Também o lado maroto e brincalhão se manifestou desde cedo: "Lembro-me de ter sido apanhado no quarto da minha irmã com a vizinha do terceiro andar. Eu tinha cinco anos e ela tinha três ou quatro. E o meu avô dizia que entrou e nós estávamos em cima um do outro. Não sei o que era... (risos) É a tal apetência sexual, que acho que se tem desde bebé. A apetência, o prazer, o toque e a visualização... Lembro-me de ver as raparigas mais velhas, quando tinha 11/12 anos, e de sentir uma atração muito forte, sempre me senti muito atraído por mulheres."

Foi, precisamente, nessa altura que o músico sofreu um enorme desgosto: "Comecei a namorar com uma rapariga que, infelizmente, passados três anos, morreu com leucemia. Foi o meu grande abanão, aos 15 anos. Cresci, assim, de repente. É, sempre, difícil, com 15 anos, perder-se uma pessoa de quem se gosta muito. Foi muito difícil lidar com isso. Durante um ano, andei um bocado a 'bater mal'."

Para trás, ficou, também, alguma rebeldia e teimosia, como contou Toy: "Sempre quis ser um homem, ser mais velho, adulto, independente, e, às vezes, são essas coisas que nos fazem tomar atitudes de rebeldia pura e muita teimosia. [...] A minha mãe batia-me, dia sim, dia sim, mas não era com força (risos), era como sacudir as moscas. Não estou a dizer que é a forma mais correta de educar. Eu considero que não, acho que toquei uma vez no meu filho e uma vez na minha filha, porque tinha que ser e porque vinha de uma educação [rigorosa]… mas, hoje, era incapaz. Claro que as coisas mudam, as pessoas mudam..."

Da infância, recordou, ainda, o facto de ser o mais novo de três irmãos: "Tinha um irmão do primeiro casamento do meu pai, mas a ligação não foi a mesma que tive com a minha irmã. A minha irmã é que sofreu muito comigo (risos), porque ela queria estudar e eu tocava bateria… Eu era mauzinho. 'Enforcava' as bonecas da minha irmã no varão da banheira... Uma vez, ela chegou ao quarto e eu tinha recriado uma orgia, com as bonecas em cima dos bonecos…"
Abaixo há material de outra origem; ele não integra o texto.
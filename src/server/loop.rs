// Server loop module
// Accepts connections until the shutdown future resolves

use std::future::Future;
use std::sync::Arc;
use tokio::net::TcpListener;

use super::connection::handle_connection;
use crate::handler::Router;
use crate::logger;

/// Accept connections and hand each to its own task
///
/// Accept errors are logged and the loop keeps going. Returns once `shutdown`
/// completes; connections already spawned are left to finish on their own.
pub async fn serve<F>(listener: TcpListener, router: Arc<Router>, shutdown: F)
where
    F: Future<Output = &'static str>,
{
    tokio::pin!(shutdown);

    loop {
        tokio::select! {
            accept_result = listener.accept() => {
                match accept_result {
                    Ok((stream, peer_addr)) => {
                        handle_connection(stream, peer_addr, Arc::clone(&router));
                    }
                    Err(e) => {
                        logger::log_error(&format!("Failed to accept connection: {e}"));
                    }
                }
            }

            signal = &mut shutdown => {
                logger::log_shutdown(signal);
                break;
            }
        }
    }
}
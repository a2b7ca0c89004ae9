//! Directory listing for directories without an index document

use std::fmt::Write as _;
use std::io;
use std::path::Path;
use tokio::fs;

/// Render a minimal HTML listing of `dir`, entries sorted by name
///
/// Sub-directories carry a trailing `/` so relative links keep working.
pub async fn render_listing(dir: &Path) -> io::Result<String> {
    let mut names = Vec::new();
    let mut entries = fs::read_dir(dir).await?;
    while let Some(entry) = entries.next_entry().await? {
        let mut name = entry.file_name().to_string_lossy().into_owned();
        if entry.file_type().await.is_ok_and(|t| t.is_dir()) {
            name.push('/');
        }
        names.push(name);
    }
    names.sort();

    let mut html = String::from(
        "<!doctype html>\n<meta name=\"viewport\" content=\"width=device-width\">\n<pre>\n",
    );
    for name in &names {
        let _ = writeln!(
            html,
            "<a href=\"{}\">{}</a>",
            encode_href(name),
            escape_html(name)
        );
    }
    html.push_str("</pre>\n");
    Ok(html)
}

/// Percent-encode a relative link, leaving `/` and unreserved characters
fn encode_href(name: &str) -> String {
    let mut out = String::with_capacity(name.len());
    for b in name.bytes() {
        if b.is_ascii_alphanumeric() || matches!(b, b'-' | b'_' | b'.' | b'~' | b'/') {
            out.push(char::from(b));
        } else {
            let _ = write!(out, "%{b:02X}");
        }
    }
    out
}

fn escape_html(text: &str) -> String {
    let mut out = String::with_capacity(text.len());
    for c in text.chars() {
        match c {
            '&' => out.push_str("&amp;"),
            '<' => out.push_str("&lt;"),
            '>' => out.push_str("&gt;"),
            '"' => out.push_str("&#34;"),
            '\'' => out.push_str("&#39;"),
            c => out.push(c),
        }
    }
    out
}
// Listener module
// Creates the gateway's TCP listener through socket2

use socket2::{Domain, Protocol, Socket, Type};
use tokio::net::TcpListener;

/// Pending-connection queue length passed to `listen(2)`
const BACKLOG: i32 = 128;

/// Create a non-blocking `TcpListener` bound to `addr`
///
/// `SO_REUSEADDR` lets a restarted process rebind while old connections sit
/// in `TIME_WAIT`. `SO_REUSEPORT` is left off so a port held by another
/// listener still fails the bind.
///
/// # Errors
///
/// Any socket, bind or listen failure (port in use, permission denied).
pub fn create_listener(addr: std::net::SocketAddr) -> std::io::Result<TcpListener> {
    let domain = if addr.is_ipv4() {
        Domain::IPV4
    } else {
        Domain::IPV6
    };

    let socket = Socket::new(domain, Type::STREAM, Some(Protocol::TCP))?;
    socket.set_reuse_address(true)?;
    socket.set_nonblocking(true)?;
    socket.bind(&addr.into())?;
    socket.listen(BACKLOG)?;

    let std_listener: std::net::TcpListener = socket.into();
    TcpListener::from_std(std_listener)
}
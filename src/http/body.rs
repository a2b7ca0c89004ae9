//! Response body types
//!
//! Small in-memory bodies (health, errors, listings) and file bodies that
//! read from disk in fixed-size chunks as hyper polls them.

use http_body_util::combinators::UnsyncBoxBody;
use http_body_util::{BodyExt, Empty, Full};
use hyper::body::{Body, Bytes, Frame, SizeHint};
use std::io::{self, SeekFrom};
use std::pin::Pin;
use std::task::{Context, Poll};
use tokio::fs::File;
use tokio::io::{AsyncRead, AsyncSeekExt, ReadBuf};

/// Body type carried by every gateway response
pub type GatewayBody = UnsyncBoxBody<Bytes, io::Error>;

/// Largest chunk read from disk per frame
const CHUNK_SIZE: usize = 64 * 1024;

pub fn full_body(data: impl Into<Bytes>) -> GatewayBody {
    Full::new(data.into())
        .map_err(|never| match never {})
        .boxed_unsync()
}

pub fn empty_body() -> GatewayBody {
    Empty::<Bytes>::new()
        .map_err(|never| match never {})
        .boxed_unsync()
}

/// Streams `len` bytes of an open file, starting at the current position
pub struct FileBody {
    file: File,
    remaining: u64,
    buf: Vec<u8>,
}

impl FileBody {
    /// Seek `file` to `start` and stream the next `len` bytes
    pub async fn open(mut file: File, start: u64, len: u64) -> io::Result<Self> {
        if start > 0 {
            file.seek(SeekFrom::Start(start)).await?;
        }
        let chunk = usize::try_from(len).map_or(CHUNK_SIZE, |l| l.min(CHUNK_SIZE));
        Ok(Self {
            file,
            remaining: len,
            buf: vec![0; chunk],
        })
    }

    pub fn boxed(self) -> GatewayBody {
        BodyExt::boxed_unsync(self)
    }
}

impl Body for FileBody {
    type Data = Bytes;
    type Error = io::Error;

    fn poll_frame(
        self: Pin<&mut Self>,
        cx: &mut Context<'_>,
    ) -> Poll<Option<Result<Frame<Self::Data>, Self::Error>>> {
        let this = self.get_mut();
        if this.remaining == 0 {
            return Poll::Ready(None);
        }

        let want = usize::try_from(this.remaining).map_or(this.buf.len(), |r| r.min(this.buf.len()));
        let mut read_buf = ReadBuf::new(&mut this.buf[..want]);
        match Pin::new(&mut this.file).poll_read(cx, &mut read_buf) {
            Poll::Pending => Poll::Pending,
            Poll::Ready(Err(e)) => Poll::Ready(Some(Err(e))),
            Poll::Ready(Ok(())) => {
                let filled = read_buf.filled();
                if filled.is_empty() {
                    return Poll::Ready(Some(Err(io::Error::new(
                        io::ErrorKind::UnexpectedEof,
                        "file shrank while streaming",
                    ))));
                }
                this.remaining -= filled.len() as u64;
                Poll::Ready(Some(Ok(Frame::data(Bytes::copy_from_slice(filled)))))
            }
        }
    }

    fn is_end_stream(&self) -> bool {
        self.remaining == 0
    }

    fn size_hint(&self) -> SizeHint {
        SizeHint::with_exact(self.remaining)
    }
}
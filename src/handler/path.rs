//! Request path decoding and normalisation
//!
//! Turns the raw URI path into root-relative segments that can never climb
//! above the served directory.

/// Percent-decode a URI path
///
/// Returns `None` for malformed escapes, an embedded NUL, or bytes that do
/// not form UTF-8.
pub fn decode_path(raw: &str) -> Option<String> {
    let bytes = raw.as_bytes();
    let mut decoded = Vec::with_capacity(bytes.len());
    let mut i = 0;

    while i < bytes.len() {
        match bytes[i] {
            b'%' => {
                let hi = hex_value(*bytes.get(i + 1)?)?;
                let lo = hex_value(*bytes.get(i + 2)?)?;
                decoded.push((hi << 4) | lo);
                i += 3;
            }
            b => {
                decoded.push(b);
                i += 1;
            }
        }
    }

    if decoded.contains(&0) {
        return None;
    }
    String::from_utf8(decoded).ok()
}

const fn hex_value(b: u8) -> Option<u8> {
    match b {
        b'0'..=b'9' => Some(b - b'0'),
        b'a'..=b'f' => Some(b - b'a' + 10),
        b'A'..=b'F' => Some(b - b'A' + 10),
        _ => None,
    }
}

/// Characters that separate path components on this platform
#[cfg(windows)]
const SEPARATORS: &[char] = &['/', '\\'];
#[cfg(not(windows))]
const SEPARATORS: &[char] = &['/'];

/// Split a decoded path into segments, resolving `.` and `..` lexically
///
/// `..` at the top is dropped, so the result is always inside the root.
pub fn normalize_segments(path: &str) -> Vec<&str> {
    let mut segments = Vec::new();
    for segment in path.split(SEPARATORS) {
        match segment {
            "" | "." => {}
            ".." => {
                segments.pop();
            }
            s => segments.push(s),
        }
    }
    segments
}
Ter assistido ao casamento dos pais é outra das grandes memórias do músico.

"O meu pai casou com a mãe do meu irmão, mas o casamento durou muito pouco tempo, porque ele veio para Lisboa, para a tropa, e, depois, já não voltou para casa ou, quando voltou, aquilo já não 'bateu certo'. Mas não havia divórcio. Antes do 25 de abril, não havia divórcio, nem pela Igreja (que, ainda, não há, não percebo porquê), nem pelo registo. Entretanto, o meu pai conheceu a minha mãe e apaixonaram-se, então, a minha mãe era amante do meu pai. Depois, casaram quando eu tinha 13 anos. Foi muito giro (risos), cantei no casamento dos meus pais! O meu pai divorciou-se, finalmente, após o 25 de abril - uma das boas coisas que o 25 de abril trouxe, entre muitas, foi as pessoas terem essa liberdade, também, de não terem de levar com a mesma pessoa a vida inteira", frisou.

Foi quando Toy tinha 17 anos que se deu a grande reviravolta na vida do cantor, que casou e foi viver para a Alemanha, onde esteve oito anos.
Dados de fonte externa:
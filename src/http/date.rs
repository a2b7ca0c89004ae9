//! HTTP-date handling for `Last-Modified` / `If-Modified-Since`

use chrono::{DateTime, NaiveDateTime, Utc};
use std::time::SystemTime;

/// IMF-fixdate, e.g. `Sun, 06 Nov 1994 08:49:37 GMT`
const IMF_FIXDATE: &str = "%a, %d %b %Y %H:%M:%S GMT";

pub fn format_http_date(time: SystemTime) -> String {
    DateTime::<Utc>::from(time).format(IMF_FIXDATE).to_string()
}

pub fn parse_http_date(value: &str) -> Option<DateTime<Utc>> {
    NaiveDateTime::parse_from_str(value.trim(), IMF_FIXDATE)
        .ok()
        .map(|naive| naive.and_utc())
}

/// True when the client's copy is at least as new as `modified`
///
/// Comparison is at second precision since that is all the header carries.
/// An unparseable header never matches.
pub fn is_not_modified(if_modified_since: Option<&str>, modified: SystemTime) -> bool {
    let Some(since) = if_modified_since.and_then(parse_http_date) else {
        return false;
    };
    DateTime::<Utc>::from(modified).timestamp() <= since.timestamp()
}
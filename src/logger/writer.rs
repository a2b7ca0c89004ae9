//! Log writer module
//!
//! Routes log lines to stdout/stderr or to append-mode files.

use std::fs::{File, OpenOptions};
use std::io::{self, Write};
use std::path::Path;
use std::sync::{Mutex, OnceLock};

static LOG_WRITER: OnceLock<LogWriter> = OnceLock::new();

/// Log output target
enum LogTarget {
    Stdout,
    Stderr,
    File(Mutex<File>),
}

impl LogTarget {
    fn open(path: Option<&str>, fallback: Self) -> io::Result<Self> {
        match path {
            Some(p) => Ok(Self::File(Mutex::new(open_log_file(p)?))),
            None => Ok(fallback),
        }
    }

    fn write_line(&self, message: &str) {
        match self {
            Self::Stdout => println!("{message}"),
            Self::Stderr => eprintln!("{message}"),
            Self::File(file) => {
                if let Ok(mut f) = file.lock() {
                    let _ = writeln!(f, "{message}");
                }
            }
        }
    }
}

/// Thread-safe log writer with separate access and error targets
pub struct LogWriter {
    access: LogTarget,
    error: LogTarget,
}

impl LogWriter {
    fn new(access_log_file: Option<&str>, error_log_file: Option<&str>) -> io::Result<Self> {
        Ok(Self {
            access: LogTarget::open(access_log_file, LogTarget::Stdout)?,
            error: LogTarget::open(error_log_file, LogTarget::Stderr)?,
        })
    }

    /// Write to access log (also used for info lines)
    pub fn write_access(&self, message: &str) {
        self.access.write_line(message);
    }

    pub fn write_error(&self, message: &str) {
        self.error.write_line(message);
    }
}

/// Open or create a log file for appending
fn open_log_file(path: &str) -> io::Result<File> {
    if let Some(parent) = Path::new(path).parent() {
        if !parent.as_os_str().is_empty() {
            std::fs::create_dir_all(parent)?;
        }
    }

    OpenOptions::new().create(true).append(true).open(path)
}

/// Initialize the global log writer
///
/// Returns error if log files cannot be opened or the writer is already set.
pub fn init(access_log_file: Option<&str>, error_log_file: Option<&str>) -> io::Result<()> {
    let writer = LogWriter::new(access_log_file, error_log_file)?;
    LOG_WRITER.set(writer).map_err(|_| {
        io::Error::new(
            io::ErrorKind::AlreadyExists,
            "Log writer already initialized",
        )
    })
}

/// Get the global log writer, if `init()` has been called
pub fn get() -> Option<&'static LogWriter> {
    LOG_WRITER.get()
}
// Signal handling module
//
// - SIGTERM: shutdown
// - SIGINT:  shutdown (Ctrl+C)

use crate::logger;

/// Resolve once a shutdown signal arrives, returning its name
#[cfg(unix)]
pub async fn shutdown_signal() -> &'static str {
    use tokio::signal::unix::{signal, SignalKind};

    let (mut sigterm, mut sigint) = match (
        signal(SignalKind::terminate()),
        signal(SignalKind::interrupt()),
    ) {
        (Ok(term), Ok(int)) => (term, int),
        (Err(e), _) | (_, Err(e)) => {
            logger::log_warning(&format!(
                "Failed to register signal handlers, falling back to Ctrl+C only: {e}"
            ));
            return ctrl_c().await;
        }
    };

    tokio::select! {
        _ = sigterm.recv() => "SIGTERM",
        _ = sigint.recv() => "SIGINT",
    }
}

/// Non-Unix fallback - only handles Ctrl+C
#[cfg(not(unix))]
pub async fn shutdown_signal() -> &'static str {
    ctrl_c().await
}

async fn ctrl_c() -> &'static str {
    match tokio::signal::ctrl_c().await {
        Ok(()) => "Ctrl+C",
        Err(e) => {
            logger::log_error(&format!("Failed to listen for Ctrl+C: {e}"));
            std::future::pending().await
        }
    }
}
//! Request handler module
//!
//! Route classification, path confinement and static file serving.

pub mod listing;
pub mod path;
pub mod router;
pub mod static_files;

// Re-export main entry points
pub use router::{handle_request, Router};
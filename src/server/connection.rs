// Connection handling module
// Serves one accepted TCP connection on its own task

use std::net::SocketAddr;
use std::sync::Arc;
use std::time::Duration;

use hyper::server::conn::http1;
use hyper::service::service_fn;
use hyper_util::rt::TokioIo;

use crate::handler::{self, Router};
use crate::logger;

/// Spawn a task serving HTTP/1.1 on `stream` until the client disconnects
///
/// When `performance.connection_timeout` is non-zero the whole connection is
/// bounded by it.
pub fn handle_connection(stream: tokio::net::TcpStream, peer_addr: SocketAddr, router: Arc<Router>) {
    tokio::spawn(async move {
        let io = TokioIo::new(stream);
        let performance = router.config().performance.clone();

        let mut builder = http1::Builder::new();
        builder.keep_alive(performance.keep_alive);

        let conn = builder.serve_connection(
            io,
            service_fn(move |req| handler::handle_request(req, Arc::clone(&router), peer_addr)),
        );

        if performance.connection_timeout == 0 {
            if let Err(err) = conn.await {
                logger::log_connection_error(&err);
            }
            return;
        }

        let limit = Duration::from_secs(performance.connection_timeout);
        match tokio::time::timeout(limit, conn).await {
            Ok(Ok(())) => {}
            Ok(Err(err)) => logger::log_connection_error(&err),
            Err(_) => logger::log_warning(&format!(
                "Connection from {peer_addr} timed out after {} seconds",
                limit.as_secs()
            )),
        }
    });
}
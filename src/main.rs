use std::sync::Arc;

use protobuf_msg_reader::config::Config;
use protobuf_msg_reader::handler::Router;
use protobuf_msg_reader::{logger, server};

fn main() {
    if let Err(e) = run() {
        logger::log_fatal(&format!("Server failed to start: {e}"));
        std::process::exit(1);
    }
}

fn run() -> Result<(), Box<dyn std::error::Error>> {
    let cfg = Config::load()?;
    logger::init(&cfg)?;

    // Worker count comes from config, CPU cores otherwise
    let mut runtime_builder = tokio::runtime::Builder::new_multi_thread();
    runtime_builder.enable_all();
    if let Some(workers) = cfg.server.workers {
        runtime_builder.worker_threads(workers);
    }
    let runtime = runtime_builder.build()?;

    runtime.block_on(async_main(cfg))
}

async fn async_main(cfg: Config) -> Result<(), Box<dyn std::error::Error>> {
    let addr = cfg.get_socket_addr()?;
    let listener = server::create_listener(addr)
        .map_err(|e| format!("failed to bind {addr}: {e}"))?;

    logger::log_server_start(&listener.local_addr()?, &cfg);

    let router = Arc::new(Router::new(Arc::new(cfg)));
    server::serve(listener, router, server::shutdown_signal()).await;

    logger::log_info("Server stopped");
    Ok(())
}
"Nessa altura, conheci uma nova realidade. Ao princípio, foi entusiasmante. Com 17 anos, ser independente, casar, ter a minha casa, viver com a minha mulher... foi aquela loucura da independência, mas, depois, comecei a perceber que não era aquela a minha cena. A Alemanha não era o meu país, a filosofia de vida dos alemães não era a minha filosofia de vida e a única coisa que me ajudou foi a música. Formei um conjunto de baile, com portugueses, fui convidado para uma banda de new wave, com alemães, também toquei numa banda de jazz e estive num grupo de fado, em que tocava viola e cantava. Quando estamos fora, há coisas de que nunca pensámos sentir tanta falta. Só se percebe o que se ama, quando se perde. Tudo isto mexeu muito mais comigo durante aqueles oito anos, porque a saudade é, realmente, muito portuguesa. Sou muito fácil de rir, mas, também, sou muito fácil de chorar. Os sentimentos são isso mesmo: não termos filtros. Acabamos, sempre, por exorcizar os nossos sentimentos."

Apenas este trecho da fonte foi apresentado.